↓↓↓
use anyhow::{bail, Context, Result};
use reqwest::{StatusCode, Url};
use serde::{Deserialize, Serialize};

/// A document as listed by the server.
#[derive(Debug, Clone, PartialEq, Deserialize)]
#[serde(rename_all = "camelCase")]
pub struct Document {
    pub id: u64,
    pub title: String,
    pub age_restriction: String,
    pub file_url: String,
    pub upload_date: String,
}

#[derive(Debug, Serialize)]
#[serde(rename_all = "camelCase")]
struct UploadRequest<'a> {
    title: &'a str,
    age_restriction: &'a str,
    file_data: &'a str,
}

#[derive(Debug, Deserialize)]
pub struct UploadResponse {
    pub url: String,
}

#[derive(Debug, Deserialize)]
pub struct DeleteResponse {
    pub success: bool,
    #[serde(default)]
    pub deleted: bool,
}

#[derive(Debug, Deserialize)]
struct AuthResponse {
    success: bool,
}

/// Thin HTTP client over the Docshelf JSON API.
pub struct DocshelfClient {
    http: reqwest::Client,
    base_url: Url,
}

impl DocshelfClient {
    pub fn new(server: &str) -> Result<Self> {
        let mut base_url =
            Url::parse(server).with_context(|| format!("Invalid server URL '{server}'"))?;
        // join() drops the last segment unless the path ends with '/'
        if !base_url.path().ends_with('/') {
            let path = format!("{}/", base_url.path());
            base_url.set_path(&path);
        }

        Ok(Self {
            http: reqwest::Client::new(),
            base_url,
        })
    }

    /// Resolve a path or absolute URL returned by the server.
    pub fn resolve(&self, location: &str) -> Result<Url> {
        self.base_url
            .join(location)
            .with_context(|| format!("Invalid URL '{location}'"))
    }

    /// Check the admin password. A 401 is a plain `false`.
    pub async fn verify_password(&self, password: &str) -> Result<bool> {
        let response = self
            .http
            .post(self.resolve("api/auth")?)
            .json(&serde_json::json!({ "password": password }))
            .send()
            .await
            .context("Failed to reach the auth endpoint")?;

        match response.status() {
            StatusCode::OK | StatusCode::UNAUTHORIZED => {
                let body: AuthResponse = response.json().await?;
                Ok(body.success)
            }
            status => bail!("Unexpected auth response: {status}"),
        }
    }

    pub async fn list_documents(&self) -> Result<Vec<Document>> {
        let response = self
            .http
            .get(self.resolve("api/documents")?)
            .send()
            .await
            .context("Failed to fetch documents")?;

        Ok(check(response).await?.json().await?)
    }

    pub async fn upload(
        &self,
        title: &str,
        age_restriction: &str,
        file_data: &str,
    ) -> Result<UploadResponse> {
        let response = self
            .http
            .post(self.resolve("api/documents")?)
            .json(&UploadRequest {
                title,
                age_restriction,
                file_data,
            })
            .send()
            .await
            .context("Failed to upload document")?;

        Ok(check(response).await?.json().await?)
    }

    pub async fn delete(&self, id: u64) -> Result<DeleteResponse> {
        let response = self
            .http
            .delete(self.resolve("api/documents")?)
            .query(&[("id", id)])
            .send()
            .await
            .context("Failed to delete document")?;

        Ok(check(response).await?.json().await?)
    }

    pub async fn download(&self, file_url: &str) -> Result<Vec<u8>> {
        let response = self
            .http
            .get(self.resolve(file_url)?)
            .send()
            .await
            .context("Failed to download document")?;

        Ok(check(response).await?.bytes().await?.to_vec())
    }
}

/// Turn a non-success response into an error carrying the server's message.
async fn check(response: reqwest::Response) -> Result<reqwest::Response> {
    let status = response.status();
    if status.is_success() {
        return Ok(response);
    }

    let body = response.text().await.unwrap_or_default();
    let message = serde_json::from_str::<serde_json::Value>(&body)
        .ok()
        .and_then(|v| {
            v.get("error")
                .or_else(|| v.get("message"))
                .and_then(|m| m.as_str())
                .map(str::to_string)
        })
        .unwrap_or(body);

    bail!("Server returned {status}: {message}")
}

#[cfg(test)]
mod tests {
    use super::*;

    #[test]
    fn test_resolve_relative_paths() {
        let client = DocshelfClient::new("http://localhost:3000").unwrap();
        assert_eq!(
            client.resolve("api/documents").unwrap().as_str(),
            "http://localhost:3000/api/documents"
        );
        assert_eq!(
            client
                .resolve("/api/files/documents/1_A%2520B_18%252B.pdf")
                .unwrap()
                .as_str(),
            "http://localhost:3000/api/files/documents/1_A%2520B_18%252B.pdf"
        );
    }

    #[test]
    fn test_resolve_keeps_mount_path() {
        let client = DocshelfClient::new("https://example.com/shelf").unwrap();
        assert_eq!(
            client.resolve("api/auth").unwrap().as_str(),
            "https://example.com/shelf/api/auth"
        );
    }

    #[test]
    fn test_resolve_absolute_url() {
        let client = DocshelfClient::new("http://localhost:3000").unwrap();
        assert_eq!(
            client
                .resolve("https://cdn.example.com/documents/1_A_B.pdf")
                .unwrap()
                .as_str(),
            "https://cdn.example.com/documents/1_A_B.pdf"
        );
    }

    #[test]
    fn test_invalid_server_url() {
        assert!(DocshelfClient::new("not a url").is_err());
    }

    #[test]
    fn test_document_ignores_extra_fields() {
        let doc: Document = serde_json::from_str(
            r#"{
                "id": 7,
                "title": "Book",
                "ageRestriction": "18+",
                "fileUrl": "/api/files/documents/7_Book_18%252B.pdf",
                "uploadDate": "1/2/2024",
                "uploadedAt": "2024-01-02T00:00:00Z"
            }"#,
        )
        .unwrap();
        assert_eq!(doc.id, 7);
        assert_eq!(doc.age_restriction, "18+");
    }
}
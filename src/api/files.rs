use axum::extract::{Path, State};
use axum::http::header;
use axum::response::{IntoResponse, Response};

use crate::api::documents::{fetch_document, PDF_CONTENT_TYPE};
use crate::app::AppState;
use crate::error::AppError;

/// Axum handler for `GET /api/files/{*key}`.
///
/// Serves a stored PDF when the bucket is not publicly reachable. The path
/// segment is the object key (percent-decoded once by the router).
pub async fn serve_document_handler(
    State(state): State<AppState>,
    Path(key): Path<String>,
) -> Result<Response, AppError> {
    let data = fetch_document(state.storage_client.as_ref(), &key).await?;

    Ok((
        [
            (header::CONTENT_TYPE, PDF_CONTENT_TYPE),
            (header::CONTENT_DISPOSITION, "inline"),
        ],
        data,
    )
        .into_response())
}
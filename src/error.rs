use thiserror::Error;

/// Application-wide error types.
#[derive(Debug, Error)]
pub enum AppError {
    #[error("Validation error: {0}")]
    Validation(String),

    #[error("Payload too large: {0}")]
    PayloadTooLarge(String),

    #[error("Storage error: {0}")]
    Storage(String),

    #[error("Not found: {0}")]
    NotFound(String),

    #[error("Configuration error: {0}")]
    Config(String),

    #[error("Internal error: {0}")]
    Internal(String),
}

/// Helper conversion from anyhow::Error
impl From<anyhow::Error> for AppError {
    fn from(err: anyhow::Error) -> Self {
        AppError::Internal(err.to_string())
    }
}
↑↑↑
→ About this exercise
For each line in the data, set it down again exactly.

→ Answer box
use anyhow::{bail, Context, Result};
use reqwest::{StatusCode, Url};
use serde::{Deserialize, Serialize};

/// A document as listed by the server.
#[derive(Debug, Clone, PartialEq, Deserialize)]
#[serde(rename_all = "camelCase")]
pub struct Document {
    pub id: u64,
    pub title: String,
    pub age_restriction: String,
    pub file_url: String,
    pub upload_date: String,
}

#[derive(Debug, Serialize)]
#[serde(rename_all = "camelCase")]
struct UploadRequest<'a> {
    title: &'a str,
    age_restriction: &'a str,
    file_data: &'a str,
}

#[derive(Debug, Deserialize)]
pub struct UploadResponse {
    pub url: String,
}

#[derive(Debug, Deserialize)]
pub struct DeleteResponse {
    pub success: bool,
    #[serde(default)]
    pub deleted: bool,
}

#[derive(Debug, Deserialize)]
struct AuthResponse {
    success: bool,
}

/// Thin HTTP client over the Docshelf JSON API.
pub struct DocshelfClient {
    http: reqwest::Client,
    base_url: Url,
}

impl DocshelfClient {
    pub fn new(server: &str) -> Result<Self> {
        let mut base_url =
            Url::parse(server).with_context(|| format!("Invalid server URL '{server}'"))?;
        // join() drops the last segment unless the path ends with '/'
        if !base_url.path().ends_with('/') {
            let path = format!("{}/", base_url.path());
            base_url.set_path(&path);
        }

        Ok(Self {
            http: reqwest::Client::new(),
            base_url,
        })
    }

    /// Resolve a path or absolute URL returned by the server.
    pub fn resolve(&self, location: &str) -> Result<Url> {
        self.base_url
            .join(location)
            .with_context(|| format!("Invalid URL '{location}'"))
    }

    /// Check the admin password. A 401 is a plain `false`.
    pub async fn verify_password(&self, password: &str) -> Result<bool> {
        let response = self
            .http
            .post(self.resolve("api/auth")?)
            .json(&serde_json::json!({ "password": password }))
            .send()
            .await
            .context("Failed to reach the auth endpoint")?;

        match response.status() {
            StatusCode::OK | StatusCode::UNAUTHORIZED => {
                let body: AuthResponse = response.json().await?;
                Ok(body.success)
            }
            status => bail!("Unexpected auth response: {status}"),
        }
    }

    pub async fn list_documents(&self) -> Result<Vec<Document>> {
        let response = self
            .http
            .get(self.resolve("api/documents")?)
            .send()
            .await
            .context("Failed to fetch documents")?;

        Ok(check(response).await?.json().await?)
    }

    pub async fn upload(
        &self,
        title: &str,
        age_restriction: &str,
        file_data: &str,
    ) -> Result<UploadResponse> {
        let response = self
            .http
            .post(self.resolve("api/documents")?)
            .json(&UploadRequest {
                title,
                age_restriction,
                file_data,
            })
            .send()
            .await
            .context("Failed to upload document")?;

        Ok(check(response).await?.json().await?)
    }

    pub async fn delete(&self, id: u64) -> Result<DeleteResponse> {
        let response = self
            .http
            .delete(self.resolve("api/documents")?)
            .query(&[("id", id)])
            .send()
            .await
            .context("Failed to delete document")?;

        Ok(check(response).await?.json().await?)
    }

    pub async fn download(&self, file_url: &str) -> Result<Vec<u8>> {
        let response = self
            .http
            .get(self.resolve(file_url)?)
            .send()
            .await
            .context("Failed to download document")?;

        Ok(check(response).await?.bytes().await?.to_vec())
    }
}

/// Turn a non-success response into an error carrying the server's message.
async fn check(response: reqwest::Response) -> Result<reqwest::Response> {
    let status = response.status();
    if status.is_success() {
        return Ok(response);
    }

    let body = response.text().await.unwrap_or_default();
    let message = serde_json::from_str::<serde_json::Value>(&body)
        .ok()
        .and_then(|v| {
            v.get("error")
                .or_else(|| v.get("message"))
                .and_then(|m| m.as_str())
                .map(str::to_string)
        })
        .unwrap_or(body);

    bail!("Server returned {status}: {message}")
}

#[cfg(test)]
mod tests {
    use super::*;

    #[test]
    fn test_resolve_relative_paths() {
        let client = DocshelfClient::new("http://localhost:3000").unwrap();
        assert_eq!(
            client.resolve("api/documents").unwrap().as_str(),
            "http://localhost:3000/api/documents"
        );
        assert_eq!(
            client
                .resolve("/api/files/documents/1_A%2520B_18%252B.pdf")
                .unwrap()
                .as_str(),
            "http://localhost:3000/api/files/documents/1_A%2520B_18%252B.pdf"
        );
    }

    #[test]
    fn test_resolve_keeps_mount_path() {
        let client = DocshelfClient::new("https://example.com/shelf").unwrap();
        assert_eq!(
            client.resolve("api/auth").unwrap().as_str(),
            "https://example.com/shelf/api/auth"
        );
    }

    #[test]
    fn test_resolve_absolute_url() {
        let client = DocshelfClient::new("http://localhost:3000").unwrap();
        assert_eq!(
            client
                .resolve("https://cdn.example.com/documents/1_A_B.pdf")
                .unwrap()
                .as_str(),
            "https://cdn.example.com/documents/1_A_B.pdf"
        );
    }

    #[test]
    fn test_invalid_server_url() {
        assert!(DocshelfClient::new("not a url").is_err());
    }

    #[test]
    fn test_document_ignores_extra_fields() {
        let doc: Document = serde_json::from_str(
            r#"{
                "id": 7,
                "title": "Book",
                "ageRestriction": "18+",
                "fileUrl": "/api/files/documents/7_Book_18%252B.pdf",
                "uploadDate": "1/2/2024",
                "uploadedAt": "2024-01-02T00:00:00Z"
            }"#,
        )
        .unwrap();
        assert_eq!(doc.id, 7);
        assert_eq!(doc.age_restriction, "18+");
    }
}
filename src/api/files.rs
use axum::extract::{Path, State};
use axum::http::header;
use axum::response::{IntoResponse, Response};

use crate::api::documents::{fetch_document, PDF_CONTENT_TYPE};
use crate::app::AppState;
use crate::error::AppError;

/// Axum handler for `GET /api/files/{*key}`.
///
/// Serves a stored PDF when the bucket is not publicly reachable. The path
/// segment is the object key (percent-decoded once by the router).
pub async fn serve_document_handler(
    State(state): State<AppState>,
    Path(key): Path<String>,
) -> Result<Response, AppError> {
    let data = fetch_document(state.storage_client.as_ref(), &key).await?;

    Ok((
        [
            (header::CONTENT_TYPE, PDF_CONTENT_TYPE),
            (header::CONTENT_DISPOSITION, "inline"),
        ],
        data,
    )
        .into_response())
}
filename src/error.rs
use thiserror::Error;

/// Application-wide error types.
#[derive(Debug, Error)]
pub enum AppError {
    #[error("Validation error: {0}")]
    Validation(String),

    #[error("Payload too large: {0}")]
    PayloadTooLarge(String),

    #[error("Storage error: {0}")]
    Storage(String),

    #[error("Not found: {0}")]
    NotFound(String),

    #[error("Configuration error: {0}")]
    Config(String),

    #[error("Internal error: {0}")]
    Internal(String),
}

/// Helper conversion from anyhow::Error
impl From<anyhow::Error> for AppError {
    fn from(err: anyhow::Error) -> Self {
        AppError::Internal(err.to_string())
    }
}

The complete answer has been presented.